Stored data:
═══

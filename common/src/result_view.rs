//! Projections of the result set into table rows, map markers and map focus.

use chrono::{Timelike, Weekday};
use serde::{Deserialize, Serialize};

use crate::{
    api_const::{DEFAULT_MAP_CENTER, DEFAULT_MAP_ZOOM, SELECTED_MAP_TRANSITION_SECS, SELECTED_MAP_ZOOM},
    restaurant::{Amenity, OpeningHours, Restaurant, RestaurantKey},
    restaurant_results::RestaurantResults,
};

/// `1..=4` → that many `$`; anything else → `Unknown`.
pub fn price_tier(price_range: Option<i64>) -> String {
    match price_range {
        Some(tier @ 1..=4) => "$".repeat(tier as usize),
        _ => "Unknown".to_string(),
    }
}

/// `"<openHour>-<closeHour>"` for the given day, minutes dropped, or `Closed`.
pub fn todays_hours(hours: &OpeningHours, day: Weekday) -> String {
    match hours.for_day(day) {
        (Some(open), Some(close)) => format!("{}-{}", open.hour(), close.hour()),
        _ => "Closed".to_string(),
    }
}

pub fn yes_no(value: Option<bool>) -> &'static str {
    match value {
        Some(true) => "Yes",
        Some(false) => "No",
        None => "Unknown",
    }
}

#[derive(Debug, Clone, PartialEq)]
pub struct RestaurantRow {
    pub key: RestaurantKey,
    pub name: String,
    pub cuisine: String,
    pub city: String,
    pub rating: String,
    pub price_tier: String,
    pub todays_hours: String,
    pub is_selected: bool,
}

impl RestaurantRow {
    pub fn new(key: RestaurantKey, restaurant: &Restaurant, day: Weekday, is_selected: bool) -> Self {
        Self {
            key,
            name: restaurant.name.clone(),
            cuisine: restaurant.cuisine.join(", "),
            city: restaurant.city.clone(),
            rating: format!("{:.1}", restaurant.rating),
            price_tier: price_tier(restaurant.price_range),
            todays_hours: todays_hours(&restaurant.hours, day),
            is_selected,
        }
    }
}

pub fn table_rows(results: &RestaurantResults, day: Weekday) -> Vec<RestaurantRow> {
    let selected = results.selected_key();
    results
        .keyed()
        .map(|(key, r)| RestaurantRow::new(key, r, day, selected == Some(key)))
        .collect()
}

#[derive(Debug, Clone, PartialEq, Serialize, Deserialize)]
pub struct MapMarker {
    pub key: String,
    pub latitude: f64,
    pub longitude: f64,
    pub title: String,
    /// `(label, value)` lines shown in the marker popup.
    pub details: Vec<(String, String)>,
}

impl MapMarker {
    pub fn new(key: RestaurantKey, restaurant: &Restaurant) -> Option<Self> {
        let (latitude, longitude) = restaurant.coordinates()?;
        let mut details = vec![
            ("Cuisine".to_string(), restaurant.cuisine.join(", ")),
            ("Ambience".to_string(), restaurant.ambience.join(", ")),
            ("City".to_string(), restaurant.city.clone()),
            ("Rating".to_string(), format!("{:.1} stars", restaurant.rating)),
            ("Price Range".to_string(), price_tier(restaurant.price_range)),
        ];
        for amenity in Amenity::ALL {
            details.push((amenity.label().to_string(), yes_no(restaurant.amenities.get(amenity)).to_string()));
        }
        Some(Self {
            key: key.to_string(),
            latitude,
            longitude,
            title: restaurant.name.clone(),
            details,
        })
    }
}

/// Restaurants without both coordinates get no marker.
pub fn map_markers(results: &RestaurantResults) -> Vec<MapMarker> {
    results.keyed().filter_map(|(key, r)| MapMarker::new(key, r)).collect()
}

#[derive(Debug, Clone, PartialEq, Serialize, Deserialize)]
pub struct MapFocus {
    pub latitude: f64,
    pub longitude: f64,
    pub zoom: u8,
    /// Animated fly-to duration; `None` jumps.
    pub transition_secs: Option<f64>,
}

impl Default for MapFocus {
    fn default() -> Self {
        Self {
            latitude: DEFAULT_MAP_CENTER.0,
            longitude: DEFAULT_MAP_CENTER.1,
            zoom: DEFAULT_MAP_ZOOM,
            transition_secs: None,
        }
    }
}

impl MapFocus {
    /// Centered on the selected restaurant, or the neutral default.
    pub fn for_results(results: &RestaurantResults) -> Self {
        let Some((latitude, longitude)) = results.selected_restaurant().and_then(|r| r.coordinates()) else {
            return Self::default();
        };
        Self {
            latitude,
            longitude,
            zoom: SELECTED_MAP_ZOOM,
            transition_secs: Some(SELECTED_MAP_TRANSITION_SECS),
        }
    }
}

═══

▸ WORK INSTRUCTIONS: The response has to match the records above word for word.

▸ ANSWER FOR THIS EXERCISE:
filename common/src/result_view.rs
//! Projections of the result set into table rows, map markers and map focus.

use chrono::{Timelike, Weekday};
use serde::{Deserialize, Serialize};

use crate::{
    api_const::{DEFAULT_MAP_CENTER, DEFAULT_MAP_ZOOM, SELECTED_MAP_TRANSITION_SECS, SELECTED_MAP_ZOOM},
    restaurant::{Amenity, OpeningHours, Restaurant, RestaurantKey},
    restaurant_results::RestaurantResults,
};

/// `1..=4` → that many `$`; anything else → `Unknown`.
pub fn price_tier(price_range: Option<i64>) -> String {
    match price_range {
        Some(tier @ 1..=4) => "$".repeat(tier as usize),
        _ => "Unknown".to_string(),
    }
}

/// `"<openHour>-<closeHour>"` for the given day, minutes dropped, or `Closed`.
pub fn todays_hours(hours: &OpeningHours, day: Weekday) -> String {
    match hours.for_day(day) {
        (Some(open), Some(close)) => format!("{}-{}", open.hour(), close.hour()),
        _ => "Closed".to_string(),
    }
}

pub fn yes_no(value: Option<bool>) -> &'static str {
    match value {
        Some(true) => "Yes",
        Some(false) => "No",
        None => "Unknown",
    }
}

#[derive(Debug, Clone, PartialEq)]
pub struct RestaurantRow {
    pub key: RestaurantKey,
    pub name: String,
    pub cuisine: String,
    pub city: String,
    pub rating: String,
    pub price_tier: String,
    pub todays_hours: String,
    pub is_selected: bool,
}

impl RestaurantRow {
    pub fn new(key: RestaurantKey, restaurant: &Restaurant, day: Weekday, is_selected: bool) -> Self {
        Self {
            key,
            name: restaurant.name.clone(),
            cuisine: restaurant.cuisine.join(", "),
            city: restaurant.city.clone(),
            rating: format!("{:.1}", restaurant.rating),
            price_tier: price_tier(restaurant.price_range),
            todays_hours: todays_hours(&restaurant.hours, day),
            is_selected,
        }
    }
}

pub fn table_rows(results: &RestaurantResults, day: Weekday) -> Vec<RestaurantRow> {
    let selected = results.selected_key();
    results
        .keyed()
        .map(|(key, r)| RestaurantRow::new(key, r, day, selected == Some(key)))
        .collect()
}

#[derive(Debug, Clone, PartialEq, Serialize, Deserialize)]
pub struct MapMarker {
    pub key: String,
    pub latitude: f64,
    pub longitude: f64,
    pub title: String,
    /// `(label, value)` lines shown in the marker popup.
    pub details: Vec<(String, String)>,
}

impl MapMarker {
    pub fn new(key: RestaurantKey, restaurant: &Restaurant) -> Option<Self> {
        let (latitude, longitude) = restaurant.coordinates()?;
        let mut details = vec![
            ("Cuisine".to_string(), restaurant.cuisine.join(", ")),
            ("Ambience".to_string(), restaurant.ambience.join(", ")),
            ("City".to_string(), restaurant.city.clone()),
            ("Rating".to_string(), format!("{:.1} stars", restaurant.rating)),
            ("Price Range".to_string(), price_tier(restaurant.price_range)),
        ];
        for amenity in Amenity::ALL {
            details.push((amenity.label().to_string(), yes_no(restaurant.amenities.get(amenity)).to_string()));
        }
        Some(Self {
            key: key.to_string(),
            latitude,
            longitude,
            title: restaurant.name.clone(),
            details,
        })
    }
}

/// Restaurants without both coordinates get no marker.
pub fn map_markers(results: &RestaurantResults) -> Vec<MapMarker> {
    results.keyed().filter_map(|(key, r)| MapMarker::new(key, r)).collect()
}

#[derive(Debug, Clone, PartialEq, Serialize, Deserialize)]
pub struct MapFocus {
    pub latitude: f64,
    pub longitude: f64,
    pub zoom: u8,
    /// Animated fly-to duration; `None` jumps.
    pub transition_secs: Option<f64>,
}

impl Default for MapFocus {
    fn default() -> Self {
        Self {
            latitude: DEFAULT_MAP_CENTER.0,
            longitude: DEFAULT_MAP_CENTER.1,
            zoom: DEFAULT_MAP_ZOOM,
            transition_secs: None,
        }
    }
}

impl MapFocus {
    /// Centered on the selected restaurant, or the neutral default.
    pub fn for_results(results: &RestaurantResults) -> Self {
        let Some((latitude, longitude)) = results.selected_restaurant().and_then(|r| r.coordinates()) else {
            return Self::default();
        };
        Self {
            latitude,
            longitude,
            zoom: SELECTED_MAP_ZOOM,
            transition_secs: Some(SELECTED_MAP_TRANSITION_SECS),
        }
    }
}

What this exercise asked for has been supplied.